Em Novo Repartimento, município onde fica 61% da terra indígena, o desmatamento avança e pressiona território. 11% da área ao redor da TI foi desmatada entre 2012 e 2022. Comunidade alerta para conflitos fundiários na região.

Novo Repartimento, no Pará, é um dos municípios destacados como “área de conflito” no relatório “Conflitos no Campo Brasil 2022”, da Comissão da Pastoral da Terra (CPT). No ano seguinte, quando o estado decretou emergência ambiental devido a incêndios, a cidade também estava na lista. Com uma série de desafios que impactam o meio ambiente e as comunidades locais – especialmente os indígenas da Terra Indígena (TI) Parakanã, que tem 61% do seu território no município – a cidade é palco de uma intensa pressão no uso do solo, particularmente relacionada à agropecuária e à mineração.

A tensão imposta pelos setores preocupa por ameaçar terras protegidas. O levantamento da InfoAmazonia, com base nos dados do Sistema Nacional de Cadastro Ambiental Rural (Sicar), identificou 102 registros de Cadastro Ambiental Rural (CAR): O CAR é um registro eletrônico, autodeclaratório e que engloba informações ambientais como APPs e RLs. Ele é essencial para o controle ambiental, monitoramento e combate ao desmatamento e necessário para adesão ao Programa de Regularização Ambiental (PRA). dentro do território indígena. Conforme o artigo 231 da Constituição Federal, esse tipo de ocupação é proibida, pois as terras indígenas são de usufruto exclusivo dos indígenas. O objetivo é o de garantir a integridade e autonomia desses povos e proteger seus direitos territoriais, culturais e socioeconômicos.

A reportagem também identificou 3.816 propriedades rurais registradas no entorno da TI Parakanã, a 10 quilômetros de distância dos seus limites legais. Embora não seja ilegal possuir imóveis nesta área, a proximidade e a quantidade revelam a pressão sobre o território.

Mapa da terra indígena Parakanã, localizada no Pará, cercada por 3.816 propriedades rurais que pressionam e avançam com desmatamento na região.
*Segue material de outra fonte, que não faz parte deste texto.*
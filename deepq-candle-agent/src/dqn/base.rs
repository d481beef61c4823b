//! DQN agent implemented with candle.
use super::{
    config::DqnConfig,
    explorer::{greedy_action, EpsilonGreedy},
    model::DqnModel,
};
use crate::{
    model::SubModel1,
    util::{td_target, CriticLoss, OutDim},
};
use anyhow::Result;
use candle_core::{shape::D, Device, Tensor};
use deepq_core::{
    record::{Record, RecordValue},
    Agent, Configurable, DeepqError, Policy, ReplayBufferBase, StackedFrames, TransitionBatch,
};
use log::{info, trace};
use rand::{rngs::SmallRng, SeedableRng};
use serde::{de::DeserializeOwned, Serialize};
use std::{fs, marker::PhantomData, path::Path};

const QNET_FILE: &str = "qnet.safetensors";
const QNET_TGT_FILE: &str = "qnet_tgt.safetensors";
const OPT_FILE: &str = "opt.safetensors";

#[allow(clippy::upper_case_acronyms)]
/// DQN agent implemented with candle.
///
/// `qnet` is trained by gradient steps on batches sampled from the replay
/// buffer. `qnet_tgt` has the same architecture and independent parameters,
/// overwritten with those of `qnet` in [`Agent::sync_target`].
///
/// With a dueling network as `Q`, this is the Dueling-DQN agent.
pub struct Dqn<Q, R>
where
    Q: SubModel1<Input = Tensor, Output = Tensor>,
    Q::Config: DeserializeOwned + Serialize + OutDim + std::fmt::Debug + PartialEq + Clone,
    R: ReplayBufferBase<Batch = TransitionBatch>,
{
    pub(in crate::dqn) qnet: DqnModel<Q>,
    pub(in crate::dqn) qnet_tgt: DqnModel<Q>,
    pub(in crate::dqn) batch_size: usize,
    pub(in crate::dqn) discount_factor: f64,
    pub(in crate::dqn) double_dqn: bool,
    pub(in crate::dqn) critic_loss: CriticLoss,
    pub(in crate::dqn) explorer: EpsilonGreedy,
    pub(in crate::dqn) train: bool,
    pub(in crate::dqn) device: Device,
    pub(in crate::dqn) n_opts: usize,
    rng: SmallRng,
    phantom: PhantomData<R>,
}

/// Result of a gradient step on a batch.
struct CriticUpdate {
    loss: f32,
    max_value: f32,
    grad_norm: f32,

    /// Absolute TD errors, computed only for weighted batches.
    td_errs: Option<Vec<f32>>,
}

fn action_values<Q>(qnet: &DqnModel<Q>, device: &Device, obs: &StackedFrames) -> Result<Vec<f32>>
where
    Q: SubModel1<Input = Tensor, Output = Tensor>,
    Q::Config: DeserializeOwned + Serialize + OutDim + Clone,
{
    let obs = Tensor::from_vec(obs.to_vec(), obs.shape().to_vec(), device)?.unsqueeze(0)?;
    Ok(qnet.predict(&obs)?.squeeze(0)?.to_vec1::<f32>()?)
}

impl<Q, R> Dqn<Q, R>
where
    Q: SubModel1<Input = Tensor, Output = Tensor>,
    Q::Config: DeserializeOwned + Serialize + OutDim + std::fmt::Debug + PartialEq + Clone,
    R: ReplayBufferBase<Batch = TransitionBatch>,
{
    /// Action values of a single observation.
    pub fn action_values(&self, obs: &StackedFrames) -> Result<Vec<f32>> {
        action_values(&self.qnet, &self.device, obs)
    }

    /// The online estimator.
    pub fn qnet(&self) -> &DqnModel<Q> {
        &self.qnet
    }

    /// The target estimator.
    pub fn qnet_tgt(&self) -> &DqnModel<Q> {
        &self.qnet_tgt
    }

    /// Number of optimization steps performed.
    pub fn n_opts(&self) -> usize {
        self.n_opts
    }

    /// Max of the target estimator over actions for the next observations.
    ///
    /// With double DQN the action is chosen by the online estimator and
    /// evaluated by the target estimator.
    fn next_values(&self, next_obs: &Tensor) -> Result<Tensor> {
        let q_tgt = self.qnet_tgt.predict(next_obs)?.detach();
        let v = match self.double_dqn {
            true => {
                let act = self
                    .qnet
                    .predict(next_obs)?
                    .detach()
                    .argmax_keepdim(D::Minus1)?;
                q_tgt.gather(&act, D::Minus1)?.squeeze(D::Minus1)?
            }
            false => q_tgt.max(D::Minus1)?,
        };
        Ok(v)
    }

    fn update_critic(&mut self, batch: TransitionBatch) -> Result<CriticUpdate> {
        let obs_shape = batch.obs_shape().to_vec();
        let n = obs_shape[0];
        let (obs, act, next_obs, reward, is_done, _ixs, weight) = batch.unpack();
        let obs = Tensor::from_vec(obs, obs_shape.clone(), &self.device)?;
        let next_obs = Tensor::from_vec(next_obs, obs_shape, &self.device)?;
        let act = Tensor::from_vec(act, n, &self.device)?;
        let reward = Tensor::from_vec(reward, n, &self.device)?;
        let is_done = {
            let is_done = is_done.into_iter().map(u8::from).collect::<Vec<_>>();
            Tensor::from_vec(is_done, n, &self.device)?
        };
        let weight = match weight {
            Some(w) => Some(Tensor::from_vec(w, n, &self.device)?),
            None => None,
        };

        let pred = self.qnet.select_action_value(&obs, &act)?;
        let tgt = {
            let next_v = self.next_values(&next_obs)?;
            td_target(&reward, &is_done, &next_v, self.discount_factor)?.detach()
        };
        let loss = self.critic_loss.loss(&pred, &tgt, weight.as_ref())?;

        let td_errs = match weight {
            Some(_) => Some((&pred - &tgt)?.abs()?.to_vec1::<f32>()?),
            None => None,
        };
        let max_value = pred.max(0)?.to_scalar::<f32>()?;
        let grad_norm = self.qnet.update(&loss)?;

        Ok(CriticUpdate {
            loss: loss.to_scalar::<f32>()?,
            max_value,
            grad_norm,
            td_errs,
        })
    }
}

impl<Q, R> Policy for Dqn<Q, R>
where
    Q: SubModel1<Input = Tensor, Output = Tensor>,
    Q::Config: DeserializeOwned + Serialize + OutDim + std::fmt::Debug + PartialEq + Clone,
    R: ReplayBufferBase<Batch = TransitionBatch>,
{
    /// In evaluation mode, always takes the greedy action.
    fn sample(&mut self, obs: &StackedFrames, env_steps: usize) -> Result<usize> {
        if !self.train {
            return Ok(greedy_action(&self.action_values(obs)?));
        }

        let (qnet, device) = (&self.qnet, &self.device);
        self.explorer
            .action(env_steps, qnet.n_actions(), &mut self.rng, || {
                Ok(greedy_action(&action_values(qnet, device, obs)?))
            })
    }
}

impl<Q, R> Configurable for Dqn<Q, R>
where
    Q: SubModel1<Input = Tensor, Output = Tensor>,
    Q::Config: DeserializeOwned + Serialize + OutDim + std::fmt::Debug + PartialEq + Clone,
    R: ReplayBufferBase<Batch = TransitionBatch>,
{
    type Config = DqnConfig<Q>;

    /// Constructs DQN agent.
    ///
    /// The target estimator starts as a copy of the online estimator.
    fn build(config: Self::Config) -> Result<Self> {
        config.validate()?;
        let device = config.device.to_candle()?;
        let qnet = DqnModel::build(config.model_config.clone(), &device)?;
        let mut qnet_tgt = DqnModel::build(config.model_config, &device)?;
        qnet_tgt.sync_from(&qnet)?;

        Ok(Dqn {
            qnet,
            qnet_tgt,
            batch_size: config.batch_size,
            discount_factor: config.discount_factor,
            double_dqn: config.double_dqn,
            critic_loss: config.critic_loss,
            explorer: config.explorer,
            train: false,
            device,
            n_opts: 0,
            rng: SmallRng::seed_from_u64(config.seed),
            phantom: PhantomData,
        })
    }
}

impl<Q, R> Agent<R> for Dqn<Q, R>
where
    Q: SubModel1<Input = Tensor, Output = Tensor>,
    Q::Config: DeserializeOwned + Serialize + OutDim + std::fmt::Debug + PartialEq + Clone,
    R: ReplayBufferBase<Batch = TransitionBatch>,
{
    fn train(&mut self) {
        self.train = true;
    }

    fn eval(&mut self) {
        self.train = false;
    }

    fn is_train(&self) -> bool {
        self.train
    }

    fn n_actions(&self) -> usize {
        self.qnet.n_actions()
    }

    fn epsilon(&self, env_steps: usize) -> f64 {
        match self.train {
            true => self.explorer.epsilon(env_steps),
            false => 0.0,
        }
    }

    fn opt_with_record(&mut self, buffer: &mut R) -> Result<Option<Record>> {
        let batch = match buffer.batch(self.batch_size) {
            Ok(batch) => batch,
            Err(err) if DeepqError::is_insufficient_data(&err) => {
                trace!("skip optimization: {}", err);
                return Ok(None);
            }
            Err(err) => return Err(err),
        };
        let ixs = batch.ix_sample.clone();

        let update = self.update_critic(batch)?;
        if let Some(td_errs) = &update.td_errs {
            buffer.update_priority(&ixs, td_errs);
        }
        self.n_opts += 1;

        Ok(Some(Record::from_slice(&[
            ("loss", RecordValue::Scalar(update.loss)),
            ("max_value", RecordValue::Scalar(update.max_value)),
            ("grad_norm", RecordValue::Scalar(update.grad_norm)),
        ])))
    }

    fn sync_target(&mut self) -> Result<()> {
        self.qnet_tgt.sync_from(&self.qnet)?;
        trace!("Synchronized the target estimator after {} updates", self.n_opts);
        Ok(())
    }

    fn save_params(&self, path: &Path) -> Result<()> {
        fs::create_dir_all(path)?;
        self.qnet.save(path.join(QNET_FILE))?;
        self.qnet_tgt.save(path.join(QNET_TGT_FILE))?;
        self.qnet.save_opt(path.join(OPT_FILE))?;
        info!("Save DQN agent to {:?}", path);
        Ok(())
    }

    fn load_params(&mut self, path: &Path) -> Result<()> {
        self.qnet.load(path.join(QNET_FILE))?;
        self.qnet_tgt.load(path.join(QNET_TGT_FILE))?;
        self.qnet.load_opt(path.join(OPT_FILE))?;
        self.n_opts = self.qnet.n_updates();
        info!("Load DQN agent from {:?}", path);
        Ok(())
    }
}

#[cfg(test)]
mod tests {
    use super::*;
    use crate::{
        dqn::DqnModelConfig,
        mlp::{Mlp, MlpConfig},
        opt::OptimizerConfig,
    };
    use deepq_core::{
        replay_buffer::{PerConfig, ReplayBuffer, ReplayBufferConfig},
        ExperienceBufferBase, Frame, Transition,
    };
    use tempdir::TempDir;

    type TestDqn = Dqn<Mlp, ReplayBuffer>;

    fn config(seed: u64) -> DqnConfig<Mlp> {
        let model_config = DqnModelConfig::default()
            .q_config(MlpConfig::new(2, vec![16], 2, false))
            .opt_config(OptimizerConfig::default().learning_rate(0.01))
            .max_grad_norm(Some(10.0));
        DqnConfig::default()
            .model_config(model_config)
            .batch_size(4)
            .discount_factor(0.9)
            .seed(seed)
    }

    fn obs(x: f32) -> StackedFrames {
        StackedFrames::filled(Frame::new([1, 2], vec![x, -x]).unwrap(), 1).unwrap()
    }

    fn buffer(n: usize, per: bool) -> ReplayBuffer {
        let per_config = match per {
            true => Some(PerConfig::default()),
            false => None,
        };
        let config = ReplayBufferConfig::default()
            .capacity(32)
            .per_config(per_config);
        let mut buffer = ReplayBuffer::build(&config).unwrap();
        for i in 0..n {
            let x = i as f32 / 10.0;
            let tr = Transition::new(obs(x), i % 2, 1.0 - x, obs(x + 0.1), i % 3 == 0);
            buffer.push(tr).unwrap();
        }
        buffer
    }

    fn probe(agent: &DqnModel<Mlp>) -> Vec<f32> {
        let xs = Tensor::new(&[0.3f32, -0.3], &Device::Cpu)
            .unwrap()
            .reshape((1, 1, 1, 2))
            .unwrap();
        agent.predict(&xs).unwrap().flatten_all().unwrap().to_vec1().unwrap()
    }

    #[test]
    fn test_target_starts_synchronized() -> Result<()> {
        let agent = TestDqn::build(config(0))?;
        assert_eq!(probe(agent.qnet()), probe(agent.qnet_tgt()));
        Ok(())
    }

    #[test]
    fn test_insufficient_data_skips_update() -> Result<()> {
        let mut agent = TestDqn::build(config(0))?;
        let mut buffer = buffer(3, false);
        assert!(agent.opt_with_record(&mut buffer)?.is_none());
        assert_eq!(agent.n_opts(), 0);
        Ok(())
    }

    #[test]
    fn test_update_leaves_target_until_sync() -> Result<()> {
        let mut agent = TestDqn::build(config(0))?;
        let mut buffer = buffer(10, false);
        let tgt_before = probe(agent.qnet_tgt());

        let record = agent.opt_with_record(&mut buffer)?.unwrap();
        assert!(record.get_scalar("loss")?.is_finite());
        assert!(record.get_scalar("max_value")?.is_finite());
        assert!(record.get_scalar("grad_norm")? >= 0.0);
        assert_eq!(agent.n_opts(), 1);
        assert_eq!(probe(agent.qnet_tgt()), tgt_before);
        assert_ne!(probe(agent.qnet()), tgt_before);

        agent.sync_target()?;
        assert_eq!(probe(agent.qnet()), probe(agent.qnet_tgt()));
        Ok(())
    }

    #[test]
    fn test_prioritized_and_double_dqn() -> Result<()> {
        let mut agent = TestDqn::build(config(0).double_dqn(true))?;
        let mut buffer = buffer(10, true);
        for _ in 0..5 {
            let record = agent.opt_with_record(&mut buffer)?.unwrap();
            assert!(record.get_scalar("loss")?.is_finite());
        }
        assert_eq!(agent.n_opts(), 5);
        Ok(())
    }

    #[test]
    fn test_eval_mode_is_greedy() -> Result<()> {
        let mut agent = TestDqn::build(config(0))?;
        agent.train();
        assert_eq!(agent.epsilon(0), 1.0);

        agent.eval();
        assert_eq!(agent.epsilon(0), 0.0);
        for i in 0..10 {
            let o = obs(i as f32);
            let greedy = greedy_action(&agent.action_values(&o)?);
            assert_eq!(agent.sample(&o, 0)?, greedy);
        }
        Ok(())
    }

    #[test]
    fn test_save_load_params() -> Result<()> {
        let dir = TempDir::new("dqn")?;
        let mut agent = TestDqn::build(config(0))?;
        let mut buffer = buffer(10, false);
        for _ in 0..3 {
            agent.opt_with_record(&mut buffer)?;
        }
        agent.save_params(dir.path())?;
        assert!(dir.path().join(QNET_FILE).exists());
        assert!(dir.path().join(QNET_TGT_FILE).exists());
        assert!(dir.path().join(OPT_FILE).exists());

        let mut agent2 = TestDqn::build(config(1))?;
        agent2.load_params(dir.path())?;
        assert_eq!(probe(agent.qnet()), probe(agent2.qnet()));
        assert_eq!(probe(agent.qnet_tgt()), probe(agent2.qnet_tgt()));
        assert_eq!(agent2.n_opts(), 3);
        Ok(())
    }
}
Os dados são do Sicar e da Funai. Credit: Thays Lavor / InfoAmazonia Credit: Thays Lavor / InfoAmazonia

Apesar do avanço da agropecuária e outras atividades econômicas, a TI se destaca como um importante reduto de preservação ambiental, mantendo uma cobertura florestal significativa independentemente das pressões externas e ameaças constantes, incluindo invasões para caça, exploração ilegal de madeira e mineração.

O cacique Tyge Parakanã confirma a existência da pressão no entorno e relata a presença de muitos madeireiros e fazendeiros que plantam pasto com a intenção de ocupar as terras. Segundo ele, não é incomum encontrar pessoas utilizando motosserra para derrubada das árvores na área.

Entre 2012 e 2022, aproximadamente 11% da área circundante à terra indígena Parakanã foi desmatada. Nesse período, em contraste, apenas 0,09% da extensão total da terra indígena foi desmatada. Esses dados ressaltam a intensa pressão exercida pelo entorno sobre a TI, evidenciando o papel crucial desempenhado pelo território na preservação da floresta.

“Derrubaram uma castanha grande, tirou muita madeira. Pessoal foi lá conversar com ele, dizer que a terra era nossa, mas ele falou que não, ‘a terra de vocês é para lá, não é aqui’. Mas a gente conhece muito a nossa reserva. A gente falou para ele não levar madeira, chamamos Funai, Ibama”, conta.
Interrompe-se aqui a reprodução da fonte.